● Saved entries
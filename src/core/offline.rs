//! Offline text processor.
//!
//! Deterministic, dependency-free approximation of each writing action, used
//! whenever a live dispatch is impossible or fails. Variety between inputs
//! comes from a stable hash of the text rather than an RNG, so the same
//! input always yields the same output. A simulated delay keeps perceived
//! latency consistent with real calls; tests construct the processor with no
//! delay.

use std::sync::LazyLock;
use std::time::Duration;

use regex::Regex;
use sha2::{Digest, Sha256};

use crate::core::prompt::Action;

// =============================================================================
// Simulated latency
// =============================================================================

/// Bounds for the simulated processing delay.
#[derive(Debug, Clone, Copy, PartialEq, Eq)]
pub struct ProcessingDelay {
    min: Duration,
    max: Duration,
}

impl ProcessingDelay {
    /// The 1-3s band live calls tend to land in.
    #[must_use]
    pub const fn standard() -> Self {
        Self {
            min: Duration::from_secs(1),
            max: Duration::from_secs(3),
        }
    }

    /// No delay at all.
    #[must_use]
    pub const fn none() -> Self {
        Self {
            min: Duration::ZERO,
            max: Duration::ZERO,
        }
    }

    /// Custom bounds; `max` below `min` is clamped up to `min`.
    #[must_use]
    pub fn bounded(min: Duration, max: Duration) -> Self {
        Self {
            min,
            max: max.max(min),
        }
    }

    /// Lower bound.
    #[must_use]
    pub const fn min(&self) -> Duration {
        self.min
    }

    /// Upper bound.
    #[must_use]
    pub const fn max(&self) -> Duration {
        self.max
    }

    /// Pick a delay inside the bounds, stable for a given seed.
    fn pick(&self, seed: u64) -> Duration {
        let span = self.max.saturating_sub(self.min);
        if span.is_zero() {
            return self.min;
        }
        let offset_ms = seed % u64::try_from(span.as_millis()).unwrap_or(u64::MAX).max(1);
        self.min + Duration::from_millis(offset_ms)
    }
}

impl Default for ProcessingDelay {
    fn default() -> Self {
        Self::standard()
    }
}

// =============================================================================
// Offline processor
// =============================================================================

static WORDS_UPBEAT: LazyLock<Regex> =
    LazyLock::new(|| Regex::new(r"(?i)\b(good|nice|okay)\b").unwrap());
static WORDS_DOWNBEAT: LazyLock<Regex> =
    LazyLock::new(|| Regex::new(r"(?i)\b(bad|poor)\b").unwrap());
static LONE_I: LazyLock<Regex> = LazyLock::new(|| Regex::new(r"\bi\b").unwrap());
static SENTENCE_START: LazyLock<Regex> =
    LazyLock::new(|| Regex::new(r"([.!?])\s*([a-z])").unwrap());

const CONTINUATIONS: &[&str] = &[
    " The shadows lengthened as evening approached, casting everything in a golden hue.",
    " She paused, listening to the distant sound of footsteps echoing down the corridor.",
    " The weight of the decision pressed heavily on his shoulders as he considered his options.",
    " Time seemed to slow as the moment stretched between them, heavy with unspoken words.",
    " The old house creaked softly, as if sharing its secrets with those who would listen.",
];

const TONE_LABELS: &[&str] = &[
    "contemplative",
    "urgent",
    "wistful",
    "measured",
    "playful",
];

const PLOT_ELEMENTS: &[&str] = &[
    "A secondary character discovers something that reframes the opening scene",
    "An external deadline forces the protagonist to act before they feel ready",
    "A place described earlier returns under very different circumstances",
    "A small lie told in passing grows consequences of its own",
    "The antagonist is shown being right about one important thing",
    "An object changes hands and carries meaning neither party states aloud",
];

const SUGGESTION_POOL: &[&str] = &[
    "Consider adding more sensory details to enhance immersion",
    "This character could benefit from deeper emotional development",
    "The pacing might be improved with shorter, punchier sentences",
    "Try adding dialogue to break up narrative sections",
    "Consider the emotional arc of this scene",
    "This moment could use more specific, concrete details",
];

const PROMPT_SEEDS: &[(&str, &str)] = &[
    (
        "The Unsent Letter",
        "Write a scene in which a character rereads a letter they never sent, then \
         encounters its intended recipient. Include one concrete object that anchors \
         the memory and end on a decision.",
    ),
    (
        "Low Tide",
        "Write about a town where something long submerged becomes visible once a \
         year. Follow a character who has been waiting for this day, and let the \
         weather mirror what they find.",
    ),
    (
        "Borrowed Voice",
        "Write a passage narrated by someone imitating another person's way of \
         speaking. Let the imitation slip at a crucial moment and show what the \
         slip reveals.",
    ),
    (
        "The Late Train",
        "Two strangers miss the last train for different reasons. Write their \
         conversation on the platform, keeping each one's real errand hidden until \
         the final lines.",
    ),
];

/// Deterministic offline approximation of each action.
#[derive(Debug, Clone)]
pub struct OfflineProcessor {
    delay: ProcessingDelay,
}

impl OfflineProcessor {
    #[must_use]
    pub const fn new(delay: ProcessingDelay) -> Self {
        Self { delay }
    }

    /// Processor with no simulated latency, for tests and benchmarks.
    #[must_use]
    pub const fn instant() -> Self {
        Self::new(ProcessingDelay::none())
    }

    /// Apply the offline transformation for `action` to `text`.
    ///
    /// Always returns a usable result; never fails, never performs I/O. The
    /// model label only feeds the log line, mirroring what a live call would
    /// have recorded.
    pub async fn process(&self, text: &str, action: Action, model_label: &str) -> String {
        let seed = stable_seed(text);
        let delay = self.delay.pick(seed);
        if !delay.is_zero() {
            tokio::time::sleep(delay).await;
        }

        let result = transform(text, action, seed);
        tracing::debug!(
            action = %action,
            model = model_label,
            delay_ms = delay.as_millis() as u64,
            chars = result.len(),
            "offline processing complete"
        );
        result
    }
}

impl Default for OfflineProcessor {
    fn default() -> Self {
        Self::new(ProcessingDelay::standard())
    }
}

/// Stable 64-bit seed for an input text.
fn stable_seed(text: &str) -> u64 {
    let digest = Sha256::digest(text.as_bytes());
    u64::from_be_bytes([
        digest[0], digest[1], digest[2], digest[3], digest[4], digest[5], digest[6], digest[7],
    ])
}

fn transform(text: &str, action: Action, seed: u64) -> String {
    match action {
        Action::Improve => improve(text),
        Action::Shorten => shorten(text),
        Action::Expand => expand(text),
        Action::FixGrammar => fix_grammar(text),
        Action::AnalyzeTone => analyze_tone(text, seed),
        Action::GeneratePlot => pick_list(PLOT_ELEMENTS, 4, seed),
        Action::ContinueStory => pick_one(CONTINUATIONS, seed).trim_start().to_string(),
        Action::WritingPrompt => writing_prompt(seed),
        Action::ContextSuggestion => {
            let count = 3 + usize::try_from(seed % 2).unwrap_or(0);
            pick_list(SUGGESTION_POOL, count, seed)
        }
    }
}

fn improve(text: &str) -> String {
    let swapped = WORDS_UPBEAT.replace_all(text, "excellent");
    let swapped = WORDS_DOWNBEAT.replace_all(&swapped, "challenging");
    let mut result = swapped.trim_end().to_string();
    if !result.is_empty() {
        result.push_str(" The narrative flows beautifully here.");
    }
    result
}

fn shorten(text: &str) -> String {
    let words: Vec<&str> = text.split_whitespace().collect();
    let keep = ((words.len() as f64) * 0.7).floor() as usize;
    let keep = keep.max(1).min(words.len());
    let mut result = words[..keep].join(" ");
    if keep < words.len() {
        result.push_str("...");
    }
    result
}

fn expand(text: &str) -> String {
    format!(
        "{} This moment held deeper significance, revealing layers of meaning \
         that had previously remained hidden beneath the surface.",
        text.trim_end()
    )
}

fn fix_grammar(text: &str) -> String {
    let capitalized = LONE_I.replace_all(text, "I");
    let spaced = SENTENCE_START.replace_all(&capitalized, |caps: &regex::Captures<'_>| {
        format!("{} {}", &caps[1], caps[2].to_uppercase())
    });
    let mut chars = spaced.chars();
    match chars.next() {
        Some(first) if first.is_lowercase() => {
            format!("{}{}", first.to_uppercase(), chars.as_str())
        }
        _ => spaced.into_owned(),
    }
}

fn analyze_tone(text: &str, seed: u64) -> String {
    let label = pick_one(TONE_LABELS, seed);
    let sentences = text.split(['.', '!', '?']).filter(|s| !s.trim().is_empty()).count();
    let words = text.split_whitespace().count();
    let rhythm = if sentences > 0 && words / sentences.max(1) > 18 {
        "long, flowing sentences"
    } else {
        "short, direct sentences"
    };
    format!(
        "The tone reads as {} with a consistent narrative voice. The passage \
         favors {} across roughly {} words, and the word choice keeps the \
         register steady from start to finish.",
        label, rhythm, words
    )
}

fn writing_prompt(seed: u64) -> String {
    let idx = usize::try_from(seed % PROMPT_SEEDS.len() as u64).unwrap_or(0);
    let (title, prompt) = PROMPT_SEEDS[idx];
    format!("Title: {}\nPrompt: {}", title, prompt)
}

fn pick_one<'a>(pool: &[&'a str], seed: u64) -> &'a str {
    let idx = usize::try_from(seed % pool.len() as u64).unwrap_or(0);
    pool[idx]
}

/// Bulleted list of `count` pool entries starting at a seeded offset.
fn pick_list(pool: &[&str], count: usize, seed: u64) -> String {
    let start = usize::try_from(seed % pool.len() as u64).unwrap_or(0);
    (0..count.min(pool.len()))
        .map(|i| format!("- {}", pool[(start + i) % pool.len()]))
        .collect::<Vec<_>>()
        .join("\n")
}
//! Test utilities for inkwright.
//!
//! Provides shared helpers, test data factories, and assertion macros
//! for use across all test modules.
//!
//! # Usage
//!
//! ```rust,ignore
//! use inkwright::test_utils::*;
//!
//! let dir = TestDir::new();
//! dir.create_file("ai-settings.json", &settings_json(512, 0.2));
//! let body = openai_reply_json("The improved passage.");
//! ```

use std::fs;
use std::io::{self, Write as IoWrite};
use std::path::{Path, PathBuf};

use crate::core::provider::{Provider, ProviderDescriptor};
use crate::storage::ProcessingSettings;

// =============================================================================
// Test Data Factories
// =============================================================================

/// A descriptor for `provider` pointed at an arbitrary endpoint.
///
/// This is how wiremock-based tests steer dispatch and probe traffic to a
/// local mock server.
#[must_use]
pub fn descriptor_at(provider: Provider, endpoint: &str) -> ProviderDescriptor {
    ProviderDescriptor::builtin(provider).with_endpoint(Some(endpoint.to_string()))
}

/// A descriptor with both an endpoint and a fixed model catalog.
#[must_use]
pub fn descriptor_with_models(
    provider: Provider,
    endpoint: &str,
    models: &[&str],
) -> ProviderDescriptor {
    descriptor_at(provider, endpoint).with_models(models.iter().map(ToString::to_string).collect())
}

/// Processing settings tuned for tests: cache on, no other surprises.
#[must_use]
pub fn test_settings() -> ProcessingSettings {
    ProcessingSettings::default()
}

/// Processing settings with the cache disabled.
#[must_use]
pub fn test_settings_no_cache() -> ProcessingSettings {
    ProcessingSettings {
        cache_enabled: false,
        ..ProcessingSettings::default()
    }
}

// =============================================================================
// Wire Format Bodies
// =============================================================================

/// An OpenAI-style chat completion body carrying `text`.
#[must_use]
pub fn openai_reply_json(text: &str) -> String {
    serde_json::json!({
        "id": "chatcmpl-test",
        "choices": [
            { "index": 0, "message": { "role": "assistant", "content": text } }
        ]
    })
    .to_string()
}

/// An Anthropic messages body carrying `text`.
#[must_use]
pub fn anthropic_reply_json(text: &str) -> String {
    serde_json::json!({
        "id": "msg-test",
        "content": [ { "type": "text", "text": text } ]
    })
    .to_string()
}

/// A Gemini generateContent body carrying `text`.
#[must_use]
pub fn gemini_reply_json(text: &str) -> String {
    serde_json::json!({
        "candidates": [
            { "content": { "parts": [ { "text": text } ], "role": "model" } }
        ]
    })
    .to_string()
}

/// An Ollama chat body carrying `text`.
#[must_use]
pub fn ollama_reply_json(text: &str) -> String {
    serde_json::json!({
        "model": "llama3.2",
        "message": { "role": "assistant", "content": text },
        "done": true
    })
    .to_string()
}

/// An Ollama `/api/tags` body listing `models`.
#[must_use]
pub fn ollama_tags_json(models: &[&str]) -> String {
    let entries: Vec<serde_json::Value> = models
        .iter()
        .map(|name| serde_json::json!({ "name": name }))
        .collect();
    serde_json::json!({ "models": entries }).to_string()
}

/// An OpenAI-compatible `/v1/models` body listing `models`.
#[must_use]
pub fn openai_models_json(models: &[&str]) -> String {
    let entries: Vec<serde_json::Value> = models
        .iter()
        .map(|id| serde_json::json!({ "id": id, "object": "model" }))
        .collect();
    serde_json::json!({ "object": "list", "data": entries }).to_string()
}

// =============================================================================
// Persisted State Fixtures
// =============================================================================

/// An `ai-api-keys.json` body for the given provider/key pairs.
#[must_use]
pub fn keys_json(pairs: &[(&str, &str)]) -> String {
    let map: serde_json::Map<String, serde_json::Value> = pairs
        .iter()
        .map(|(provider, key)| ((*provider).to_string(), serde_json::json!(key)))
        .collect();
    serde_json::to_string_pretty(&serde_json::Value::Object(map)).unwrap()
}

/// An `ai-settings.json` body with the given token and temperature bounds.
#[must_use]
pub fn settings_json(max_tokens: u32, temperature: f64) -> String {
    serde_json::json!({
        "autoSuggest": true,
        "realTimeProcessing": false,
        "maxTokens": max_tokens,
        "temperature": temperature,
        "cacheEnabled": true,
        "cacheExpiryMs": 3_600_000u64
    })
    .to_string()
}

/// A minimal `config.toml` body for tests.
#[must_use]
pub fn config_toml(timeout_seconds: u64) -> String {
    format!(
        r#"[general]
timeout_seconds = {timeout_seconds}

[offline]
delay_min_ms = 0
delay_max_ms = 0

[output]
color = false
"#
    )
}

// =============================================================================
// Temp Directory Utilities
// =============================================================================

/// A temporary directory for tests with automatic cleanup.
///
/// Creates an isolated directory that is automatically deleted when
/// the `TestDir` is dropped. Uses the `tempfile` crate internally.
///
/// # Examples
///
/// ```rust,ignore
/// use inkwright::test_utils::TestDir;
///
/// let dir = TestDir::new();
/// dir.create_file("config/config.toml", "[general]\ntimeout_seconds = 30");
///
/// let config_path = dir.path().join("config/config.toml");
/// assert!(config_path.exists());
/// ```
pub struct TestDir {
    inner: tempfile::TempDir,
}

impl TestDir {
    /// Create a new isolated temporary directory.
    ///
    /// # Panics
    ///
    /// Panics if the temporary directory cannot be created.
    #[must_use]
    pub fn new() -> Self {
        Self {
            inner: tempfile::tempdir().expect("Failed to create temp directory"),
        }
    }

    /// Get the path to the temporary directory.
    #[must_use]
    pub fn path(&self) -> &Path {
        self.inner.path()
    }

    /// Create a file in the temporary directory with the given content.
    ///
    /// Creates parent directories as needed.
    ///
    /// # Panics
    ///
    /// Panics if the file cannot be created or written.
    pub fn create_file(&self, name: &str, content: &str) {
        let path = self.inner.path().join(name);

        if let Some(parent) = path.parent() {
            fs::create_dir_all(parent).expect("Failed to create parent directories");
        }

        let mut file = fs::File::create(&path).expect("Failed to create test file");
        file.write_all(content.as_bytes())
            .expect("Failed to write test file");
    }

    /// Create a subdirectory in the temporary directory.
    ///
    /// # Panics
    ///
    /// Panics if the directory cannot be created.
    pub fn create_dir(&self, name: &str) {
        let path = self.inner.path().join(name);
        fs::create_dir_all(&path).expect("Failed to create test directory");
    }

    /// Read a file from the temporary directory.
    ///
    /// # Errors
    ///
    /// Returns an error if the file cannot be read.
    pub fn read_file(&self, name: &str) -> io::Result<String> {
        let path = self.inner.path().join(name);
        fs::read_to_string(path)
    }

    /// Check if a file exists in the temporary directory.
    #[must_use]
    pub fn file_exists(&self, name: &str) -> bool {
        self.inner.path().join(name).exists()
    }

    /// Get the full path to a file in the temporary directory.
    #[must_use]
    pub fn file_path(&self, name: &str) -> PathBuf {
        self.inner.path().join(name)
    }
}

impl Default for TestDir {
    fn default() -> Self {
        Self::new()
    }
}

// =============================================================================
// Assertion Macros
// =============================================================================

/// Assert that a string contains a substring.
///
/// # Examples
///
/// ```rust,ignore
/// use inkwright::assert_contains;
///
/// let text = "Hello, world!";
/// assert_contains!(text, "world");
/// ```
#[macro_export]
macro_rules! assert_contains {
    ($haystack:expr, $needle:expr) => {
        let haystack = $haystack;
        let needle = $needle;
        assert!(
            haystack.contains(needle),
            "Expected string to contain {:?}\n\nActual string:\n{:?}",
            needle,
            haystack
        );
    };
    ($haystack:expr, $needle:expr, $($arg:tt)*) => {
        let haystack = $haystack;
        let needle = $needle;
        assert!(
            haystack.contains(needle),
            $($arg)*
        );
    };
}

/// Assert that a string does NOT contain a substring.
#[macro_export]
macro_rules! assert_not_contains {
    ($haystack:expr, $needle:expr) => {
        let haystack = $haystack;
        let needle = $needle;
        assert!(
            !haystack.contains(needle),
            "Expected string NOT to contain {:?}\n\nActual string:\n{:?}",
            needle,
            haystack
        );
    };
    ($haystack:expr, $needle:expr, $($arg:tt)*) => {
        let haystack = $haystack;
        let needle = $needle;
        assert!(
            !haystack.contains(needle),
            $($arg)*
        );
    };
}

/// Assert that a string is valid JSON.
#[macro_export]
macro_rules! assert_json_valid {
    ($json:expr) => {
        let json = $json;
        match serde_json::from_str::<serde_json::Value>(json) {
            Ok(_) => {}
            Err(e) => {
                panic!(
                    "Expected valid JSON, but parsing failed: {}\n\nJSON string:\n{}",
                    e, json
                );
            }
        }
    };
}

// =============================================================================
// Test Helpers
// =============================================================================

/// Check if a string contains ANSI escape sequences.
#[must_use]
pub fn has_ansi_codes(text: &str) -> bool {
    text.contains('\x1b') || text.contains('\u{001b}')
}

/// Strip ANSI escape codes from a string.
///
/// Useful for comparing output content without formatting.
#[must_use]
pub fn strip_ansi_codes(text: &str) -> String {
    let mut result = String::with_capacity(text.len());
    let mut chars = text.chars().peekable();

    while let Some(c) = chars.next() {
        if c == '\x1b' {
            if chars.peek() == Some(&'[') {
                chars.next();
                while let Some(&next) = chars.peek() {
                    chars.next();
                    if next.is_ascii_alphabetic() {
                        break;
                    }
                }
            }
        } else {
            result.push(c);
        }
    }

    result
}

// =============================================================================
// Tests for Test Utilities
// =============================================================================

#[cfg(test)]
mod tests {
    use super::*;

    #[test]
    fn descriptor_factory_points_at_endpoint() {
        let descriptor = descriptor_at(Provider::Custom, "http://127.0.0.1:9999");
        assert_eq!(descriptor.endpoint.as_deref(), Some("http://127.0.0.1:9999"));
        assert_eq!(descriptor.id, Provider::Custom);
    }

    #[test]
    fn descriptor_factory_sets_models() {
        let descriptor =
            descriptor_with_models(Provider::Ollama, "http://127.0.0.1:11434", &["llama3.2"]);
        assert_eq!(descriptor.models, vec!["llama3.2".to_string()]);
    }

    #[test]
    fn wire_bodies_are_valid_json() {
        assert_json_valid!(&openai_reply_json("hello"));
        assert_json_valid!(&anthropic_reply_json("hello"));
        assert_json_valid!(&gemini_reply_json("hello"));
        assert_json_valid!(&ollama_reply_json("hello"));
        assert_json_valid!(&ollama_tags_json(&["llama3.2", "mistral"]));
        assert_json_valid!(&openai_models_json(&["gpt-test"]));
    }

    #[test]
    fn wire_bodies_carry_the_reply_text() {
        let body: serde_json::Value =
            serde_json::from_str(&openai_reply_json("the reply")).unwrap();
        assert_eq!(body["choices"][0]["message"]["content"], "the reply");

        let body: serde_json::Value =
            serde_json::from_str(&gemini_reply_json("the reply")).unwrap();
        assert_eq!(body["candidates"][0]["content"]["parts"][0]["text"], "the reply");
    }

    #[test]
    fn keys_fixture_round_trips() {
        let json = keys_json(&[("groq", "gsk_test_123")]);
        let parsed: serde_json::Value = serde_json::from_str(&json).unwrap();
        assert_eq!(parsed["groq"], "gsk_test_123");
    }

    #[test]
    fn test_dir_creates_and_cleans_up() {
        let path: PathBuf;
        {
            let dir = TestDir::new();
            path = dir.path().to_path_buf();
            assert!(path.exists());
            dir.create_file("test.txt", "hello");
            assert!(path.join("test.txt").exists());
        }
        // Directory should be cleaned up after drop
        assert!(!path.exists());
    }

    #[test]
    fn test_dir_creates_nested_files() {
        let dir = TestDir::new();
        dir.create_file("data/ai-api-keys.json", "{}");
        assert!(dir.file_exists("data/ai-api-keys.json"));
        assert_eq!(dir.read_file("data/ai-api-keys.json").unwrap(), "{}");
    }

    #[test]
    fn strip_ansi_removes_escape_sequences() {
        let colored = "\x1b[31mred\x1b[0m text";
        assert_eq!(strip_ansi_codes(colored), "red text");
    }

    #[test]
    fn has_ansi_detects_escape_sequences() {
        assert!(has_ansi_codes("\x1b[31mred\x1b[0m"));
        assert!(!has_ansi_codes("plain text"));
    }

    #[test]
    fn assert_contains_macro_works() {
        let text = "Hello, world!";
        assert_contains!(text, "world");
        assert_not_contains!(text, "goodbye");
    }
}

● Task prompt
Copy out each line of the records where the word "core" appears.

● Result of this task
filename src/core/offline.rs
use crate::core::prompt::Action;
use crate::core::provider::{Provider, ProviderDescriptor};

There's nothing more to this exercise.